October 14, 2013
Next Stop: Beer In Space
I don’t like beer. I don’t like it at all, but I do appreciate that thousands of pissed off Americans can congregate in the same general area without fighting, bickering, or causing any type of physical harm with the help of a beverage. In fact, hundreds of thousands of people meet every weekend to — you guessed it — get drunk.
The beer brewing industry is all the merrier at this point in time, so it’s no surprise to me that 11-year-old Michal Bodzianowski conceived a spectacular experiment for his sixth grade science project. Bodzianowski theorizes that it might be possible to ferment yeast and create healing alcohol for astronauts in space. In the pursuit of a good grade, Michael may have stumbled on a new and compelling scientific discovery.

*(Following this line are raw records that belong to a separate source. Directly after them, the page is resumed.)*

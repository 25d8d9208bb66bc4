use std::net::Ipv4Addr;
use std::os::windows::process::CommandExt;
use std::process::{Command, Stdio};

use anyhow::Context;
use rangr_common::network::adapter::Adapter;
use rangr_common::network::plan::DnsServers;
use tracing::trace;

use crate::configurator::{AdapterConfigurator, AdapterState};
use super::parse_addr_prefix;

const CREATE_NO_WINDOW: u32 = 0x08000000;

/// Drives the Windows IPv4 stack through the Net* PowerShell cmdlets.
///
/// Adapters are addressed by interface index, which is stable for the
/// lifetime of a run; names are only for humans.
pub struct PowershellDriver;

fn run(script: &str) -> anyhow::Result<String> {
    trace!("powershell: {script}");
    let output = Command::new("powershell")
        .creation_flags(CREATE_NO_WINDOW)
        .args([
            "-NoProfile",
            "-NonInteractive",
            "-NoLogo",
            "-WindowStyle",
            "Hidden",
            "-Command",
            script,
        ])
        .stdin(Stdio::null())
        .output()
        .context("failed to spawn powershell")?;

    if !output.status.success() {
        anyhow::bail!(
            "powershell exited with {:?}: {}",
            output.status.code(),
            String::from_utf8_lossy(&output.stderr).trim()
        );
    }

    Ok(String::from_utf8_lossy(&output.stdout).into_owned())
}

impl AdapterConfigurator for PowershellDriver {
    fn clear(&self, adapter: &Adapter) -> anyhow::Result<()> {
        let script = format!(
            "Remove-NetIPAddress -InterfaceIndex {idx} -AddressFamily IPv4 \
                 -Confirm:$false -ErrorAction SilentlyContinue; \
             Remove-NetRoute -InterfaceIndex {idx} -AddressFamily IPv4 \
                 -Confirm:$false -ErrorAction SilentlyContinue; \
             Set-DnsClientServerAddress -InterfaceIndex {idx} -ResetServerAddresses",
            idx = adapter.index
        );
        run(&script).map(drop)
    }

    fn assign(
        &self,
        adapter: &Adapter,
        addr: Ipv4Addr,
        prefix_len: u8,
        gateway: Option<Ipv4Addr>,
    ) -> anyhow::Result<()> {
        let mut script = format!(
            "New-NetIPAddress -InterfaceIndex {} -IPAddress {} -PrefixLength {} \
             -AddressFamily IPv4",
            adapter.index, addr, prefix_len
        );
        if let Some(gateway) = gateway {
            script.push_str(&format!(" -DefaultGateway {gateway}"));
        }
        script.push_str(" -ErrorAction Stop | Out-Null");
        run(&script).map(drop)
    }

    fn set_dns(&self, adapter: &Adapter, servers: &DnsServers) -> anyhow::Result<()> {
        let list = servers
            .as_vec()
            .iter()
            .map(ToString::to_string)
            .collect::<Vec<String>>()
            .join("','");
        let script = format!(
            "Set-DnsClientServerAddress -InterfaceIndex {} -ServerAddresses ('{}') \
             -ErrorAction Stop",
            adapter.index, list
        );
        run(&script).map(drop)
    }

    fn current(&self, adapter: &Adapter) -> anyhow::Result<AdapterState> {
        let script = format!(
            "Get-NetIPAddress -InterfaceIndex {idx} -AddressFamily IPv4 \
                 -ErrorAction SilentlyContinue | \
                 ForEach-Object {{ \"addr $($_.IPAddress)/$($_.PrefixLength)\" }}; \
             (Get-DnsClientServerAddress -InterfaceIndex {idx} -AddressFamily IPv4).ServerAddresses | \
                 ForEach-Object {{ \"dns $_\" }}",
            idx = adapter.index
        );
        let stdout = run(&script)?;

        let mut state = AdapterState::default();
        for line in stdout.lines() {
            let line = line.trim();
            if let Some(token) = line.strip_prefix("addr ") {
                if let Some((addr, prefix_len)) = parse_addr_prefix(token) {
                    state.addresses.push((addr, prefix_len));
                }
            } else if let Some(token) = line.strip_prefix("dns ") {
                if let Ok(server) = token.parse() {
                    state.dns_servers.push(server);
                }
            }
        }
        Ok(state)
    }
}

“It was a punishment for crimes, that you couldn’t drink beer,” he said, speaking of the Middle Ages. “Most people didn’t survive (that) because the water was contaminated.”
By allowing the yeast to ferment in various forms of terrain and weather, brewers were able to stay hydrated and refreshed because of how tainted water was. In that regard, beer was thought of as a healing agent for older civilizations.
Bodzianowski believes that the discovery is most important to astronauts in space who run the risk of dehydration or a fatal accident. If they had it, in-orbit space stations would be better outfitted for damage control, which could open up many doors on how to maintain space security at all times. But apart from Bodzianowski’s lamentations on space travel, I myself am intrigued to see what this discovery could do for starved populations of people with no clean drinking water in other parts of the world where they need it.
Having no source of drinking water to maintain hydration, astronauts can look to the low water levels in beer for hydration, which would also cause this beer to resemble the low alcohol leveled beers of the Middle Ages.
To conduct this experiment, Bodzianowski will send a vial with six-inch tubes and compartments to store the ingredients for beer. Hopefully when astronauts finally ferment the ingredients later this year in December, we’ll have another great discovery on our list thanks to some much needed love and support from the kids.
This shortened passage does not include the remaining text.